While the first issue was a little slow paced, mostly setting up the plot and seeding the plotpoints for the rest of the storyline, issue two cranked it up to an eleven. This issue might just get some kind moment of the year award from me for the entire fight sequence between Wolverine and the two Blackguard black ops members that made up about half the issue.
From the setup with the two Blackguards taking Wolverine lightly, only to realize, too late, that he's right below them (amazing splashpage by Ron Garney) to Wolverine's gradual realization of their powers and how they're basically identical to him, and extremely well trained at that, to that final sequence with the three of them clashing together fading out into the jungle shot, it was a picture perfect sequence of events that had me with a Cheshire Cat grin on my face as I turned every page. It was like watching a movie with how well it flowed and I'm sure Garney, along with Jason Aaron's tight plotting, deserves a lot of credit for the effect.

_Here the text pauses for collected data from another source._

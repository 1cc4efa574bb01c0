use crate::model::SessionMaterial;
use std::fs;
use std::path::{Path, PathBuf};

/// Session material mirrored to a JSON file so a restart can skip the full login.
#[derive(Debug, Clone)]
pub struct SessionFile {
    path: PathBuf,
}

impl SessionFile {
    pub fn new<P: Into<PathBuf>>(path: P) -> Self {
        SessionFile { path: path.into() }
    }

    pub fn path(&self) -> &Path {
        &self.path
    }

    /// Read a stored session. Anything unreadable or incomplete counts as no session.
    pub fn load(&self) -> Option<SessionMaterial> {
        let session = fs::read_to_string(&self.path)
            .map_err(|e| e.to_string())
            .and_then(|s| {
                serde_json::from_str::<SessionMaterial>(&s).map_err(|e| e.to_string())
            });

        match session {
            Ok(session) if session.is_usable() => {
                log::info!("Importing session data from {}", self.path.display());
                Some(session)
            }
            Ok(_) => {
                log::info!("No or invalid session data stored. Starting with a new session.");
                None
            }
            Err(e) => {
                log::info!(
                    "No or invalid session data stored ({}). Starting with a new session.",
                    e
                );
                None
            }
        }
    }

    pub fn save(&self, session: &SessionMaterial) {
        let result = serde_json::to_string_pretty(session)
            .map_err(|e| e.to_string())
            .and_then(|s| fs::write(&self.path, s).map_err(|e| e.to_string()));

        match result {
            Ok(()) => log::debug!("Stored session data in {}", self.path.display()),
            Err(e) => log::warn!(
                "An error occurred while storing the session in {}: {}",
                self.path.display(),
                e
            ),
        }
    }
}

#[cfg(test)]
mod test {
    use super::SessionFile;
    use crate::model::SessionMaterial;
    use std::fs;

    #[test]
    fn round_trip() {
        let dir = tempfile::tempdir().unwrap();
        let file = SessionFile::new(dir.path().join("session.json"));
        let session = SessionMaterial::new("JSESSIONID=abc".into(), "1234".into(), "5678".into());

        file.save(&session);

        assert_eq!(Some(session), file.load());
    }

    #[test]
    fn document_uses_portal_field_names() {
        let dir = tempfile::tempdir().unwrap();
        let file = SessionFile::new(dir.path().join("session.json"));
        file.save(&SessionMaterial::new("c".into(), "1".into(), "2".into()));

        let value: serde_json::Value =
            serde_json::from_str(&fs::read_to_string(file.path()).unwrap()).unwrap();
        assert_eq!("c", value["Cookie"]);
        assert_eq!("1", value["system_id"]);
        assert_eq!("2", value["ess_id"]);
    }

    #[test]
    fn missing_file_is_no_session() {
        let dir = tempfile::tempdir().unwrap();
        assert_eq!(None, SessionFile::new(dir.path().join("absent.json")).load());
    }

    #[test]
    fn partial_session_is_ignored() {
        let dir = tempfile::tempdir().unwrap();
        let path = dir.path().join("session.json");
        fs::write(&path, r#"{"Cookie": "c", "system_id": "1234"}"#).unwrap();
        assert_eq!(None, SessionFile::new(path).load());
    }

    #[test]
    fn garbage_is_no_session() {
        let dir = tempfile::tempdir().unwrap();
        let path = dir.path().join("session.json");
        fs::write(&path, "not json").unwrap();
        assert_eq!(None, SessionFile::new(path).load());
    }

    #[test]
    fn unwritable_location_is_not_fatal() {
        let dir = tempfile::tempdir().unwrap();
        let file = SessionFile::new(dir.path().join("missing").join("session.json"));
        file.save(&SessionMaterial::new("c".into(), "1".into(), "2".into()));
        assert_eq!(None, file.load());
    }
}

However, this wasn't just one long action sequence of a comic. We also had a very entertaining opening sequence with the reporter introduced last issue and her fellow newspaper writers. Made me wish Aaron was writing a Daily Bugle book that just covered the staff and their interactions. Loved the poke at Wolverine's popularity through the over exposure line by the editor.
The issue ends with a promising, if fairly cliched, by Wolverine standards, ploy of Wolverine running off from the badguys, who's numbers had swelled as the rest of the Blackguard platoon joined the fary, with the standard down and out Hellfire Club-like ending that promises Wolverine clawing his way back after being overpowered in the opening. I don't fault Aaron for this as it was executed perfectly, but some may find the approach predictable. For me, though, the ride will be worth the parallels to previous stories, which are not nearly as overbearing or detrimental as this paragraph probably makes it appear.
Verdict - Must Read. I haven't had this much fun with a comic in a long, long time. While it's not a complete check your brain at the door type of story, it's still one hell of an action packed fun ride that will reminds anyone who reads it just why Wolverine is so popular.